Update on how I’m living with Parkinson’s Disease

Categories: GSF New Parkinsons

We all know that Parkinson’s is a degenerative disease.  But my Movement Disorder Specialist says that if it starts slow, it usually stays at a slow rate of change and visa versa.  In other words the younger you develop this the longer you are going to have to live with it.   He also says you don’t die from Parkinson’s but rather you die with it. (Perhaps due to complications from Parkinson’s)

Actually much about how I’m doing is still as described in my April posts, so I won’t repeat.   I still am pleased that I’m doing well and can participate in some cooking and chores around the house.  I’m pretty sensitive to temperature changes so the heat spells doing do very well for me

My biggest frustration is that my best cognitive time going to and traveling between exercise classes.  By the afternoon it’s a lot harder to concentrate and be organized.   I still want to get out more in the afternoons to socialize.  Evenings can be hit or miss.  I don’t really like going out to dinner because it’s easier to not eat very much rather than take my chances of having difficulty swallowing.  I try to make sure I take my 9pm pills early or leave an event before my walking stride minimizes.

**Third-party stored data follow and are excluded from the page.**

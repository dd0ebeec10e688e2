use std::collections::HashSet;

use chatrelay_core::RegionId;

use crate::error::{Error, Result};

/// Static replication edges out of one origin region.
///
/// Replication is single-hop: the origin forwards to each peer directly and
/// peers never forward again, so the graph has no cycles regardless of how
/// regions list each other.
#[derive(Debug, Clone, PartialEq, Eq)]
pub struct FanoutTopology {
    origin: RegionId,
    peers: Vec<RegionId>,
}

impl FanoutTopology {
    /// Build a topology; the origin may not list itself and peers must be
    /// distinct.
    pub fn new(origin: RegionId, peers: Vec<RegionId>) -> Result<Self> {
        let mut seen = HashSet::new();
        for peer in &peers {
            if *peer == origin {
                return Err(Error::Configuration(format!(
                    "Region {origin} lists itself as a peer"
                )));
            }
            if !seen.insert(peer) {
                return Err(Error::Configuration(format!(
                    "Region {origin} lists peer {peer} more than once"
                )));
            }
        }
        Ok(Self { origin, peers })
    }

    #[must_use]
    pub const fn single_region(origin: RegionId) -> Self {
        Self {
            origin,
            peers: Vec::new(),
        }
    }

    #[must_use]
    pub const fn origin(&self) -> &RegionId {
        &self.origin
    }

    #[must_use]
    pub fn peers(&self) -> &[RegionId] {
        &self.peers
    }

    #[must_use]
    pub fn is_peer(&self, region: &RegionId) -> bool {
        self.peers.contains(region)
    }

    /// `(origin, peer)` pairs
    pub fn edges(&self) -> impl Iterator<Item = (&RegionId, &RegionId)> {
        self.peers.iter().map(move |peer| (&self.origin, peer))
    }
}
//! HTTP surface standing in for the gateway's route integrations
//!
//! Routes:
//! - `POST /connections/{connection_id}`: connection opened
//! - `DELETE /connections/{connection_id}`: connection closed
//! - `POST /connections/{connection_id}/messages`: inbound message
//! - `GET /health`, `GET /metrics`
//!
//! Every connection route takes an optional `?chat=` query parameter.

pub mod connections;
pub mod error;
pub mod health;

use std::sync::Arc;

use axum::Router;
use tower_http::trace::TraceLayer;

use chatrelay_cluster::LifecycleHandler;
use chatrelay_core::ChatId;

pub use error::{AppError, AppResult};

/// Shared handler state
#[derive(Clone)]
pub struct AppState {
    pub lifecycle: Arc<LifecycleHandler>,
    pub default_chat: ChatId,
}

impl AppState {
    pub const fn new(lifecycle: Arc<LifecycleHandler>, default_chat: ChatId) -> Self {
        Self {
            lifecycle,
            default_chat,
        }
    }
}

/// Build the application router
pub fn create_router(state: AppState) -> Router {
    Router::new()
        .merge(connections::create_connections_router())
        .merge(health::create_health_router())
        .layer(TraceLayer::new_for_http())
        .with_state(state)
}
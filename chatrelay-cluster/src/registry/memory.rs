use std::collections::HashMap;
use std::sync::Arc;
use std::time::Duration;

use async_trait::async_trait;
use chatrelay_core::metrics::record_registry_operation;
use chatrelay_core::{ChatId, Clock, ConnectionId, SystemClock};
use chrono::{DateTime, Utc};
use dashmap::DashMap;

use super::{lease_expiry, ConnectionRegistry};
use crate::error::Result;

/// Process-local registry used in single-node mode and in tests.
///
/// Liveness is evaluated against the injected [`Clock`] at read time, so
/// expiry tests can move time forward without sleeping.
pub struct InMemoryConnectionRegistry {
    chats: DashMap<ChatId, HashMap<ConnectionId, DateTime<Utc>>>,
    clock: Arc<dyn Clock>,
}

impl InMemoryConnectionRegistry {
    #[must_use]
    pub fn new() -> Self {
        Self::with_clock(Arc::new(SystemClock))
    }

    #[must_use]
    pub fn with_clock(clock: Arc<dyn Clock>) -> Self {
        Self {
            chats: DashMap::new(),
            clock,
        }
    }

    /// Number of stored entries for a chat, live or not
    #[must_use]
    pub fn stored_len(&self, chat_id: &ChatId) -> usize {
        self.chats.get(chat_id).map_or(0, |c| c.len())
    }

    /// Number of chats with at least one stored entry
    #[must_use]
    pub fn chat_count(&self) -> usize {
        self.chats.len()
    }
}

impl Default for InMemoryConnectionRegistry {
    fn default() -> Self {
        Self::new()
    }
}

#[async_trait]
impl ConnectionRegistry for InMemoryConnectionRegistry {
    async fn upsert(
        &self,
        chat_id: &ChatId,
        connection_id: &ConnectionId,
        lease: Duration,
    ) -> Result<()> {
        let expires_at = lease_expiry(self.clock.now(), lease);
        self.chats
            .entry(chat_id.clone())
            .or_default()
            .insert(connection_id.clone(), expires_at);
        record_registry_operation("upsert", true);
        Ok(())
    }

    async fn delete(&self, chat_id: &ChatId, connection_id: &ConnectionId) -> Result<()> {
        if let Some(mut connections) = self.chats.get_mut(chat_id) {
            connections.remove(connection_id);
        }
        self.chats.remove_if(chat_id, |_, connections| connections.is_empty());
        record_registry_operation("delete", true);
        Ok(())
    }

    async fn list_live(&self, chat_id: &ChatId) -> Result<Vec<ConnectionId>> {
        let now = self.clock.now();
        let mut live: Vec<ConnectionId> = self
            .chats
            .get(chat_id)
            .map(|connections| {
                connections
                    .iter()
                    .filter(|(_, expires_at)| **expires_at > now)
                    .map(|(id, _)| id.clone())
                    .collect()
            })
            .unwrap_or_default();
        live.sort();
        record_registry_operation("list_live", true);
        Ok(live)
    }

    async fn reap_expired(&self) -> Result<usize> {
        let now = self.clock.now();
        let mut reaped = 0;
        for mut connections in self.chats.iter_mut() {
            let before = connections.len();
            connections.retain(|_, expires_at| *expires_at > now);
            reaped += before - connections.len();
        }
        self.chats.retain(|_, connections| !connections.is_empty());
        record_registry_operation("reap_expired", true);
        Ok(reaped)
    }
}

I’ve switched personal trainers in NY. Diane knows a lot more about Parkinson’s than Marcy (see next post).  We’re making a picture for each exercise and she’s very strict about body position.  That said, I’ve come to the conclusion that these exercises might make my muscles stronger but they aren’t really going to help me feel better in the long run.  I’m still going to be stiff in the mornings but I can help myself turn better with stronger arms.  (I assume).  And I guess I’m better at forcing my body straight.  One puzzling observation is that I often wake up and can move relatively easily and pain-free in the bed but when I stand I have both pain and stiffness (and lack of walking stride).

So I guess I’m looking as good as can be expected for having Parkinson’s about 15 years.   I’ve been able to meet people and not have to explain my appearance right away.  Many say “I never would have guessed.” But without taking medicine every three hours I don’t know how I would appear to strangers.  Also I’m often pain free mid-day for a few hours.  However if I walk too long or stand at the kitchen counter too long.  The pain starts up.  Looking back at  my notes, a twisting feeling when standing at the kitchen counter has been a complaint almost since the beginning.

A lot of people have more serious problems but many issues “go away”              Parkinson’s is my constant companion but I try not to let it stop me.   But as my friend, I hope the readers of this will be patient but not condescending with me.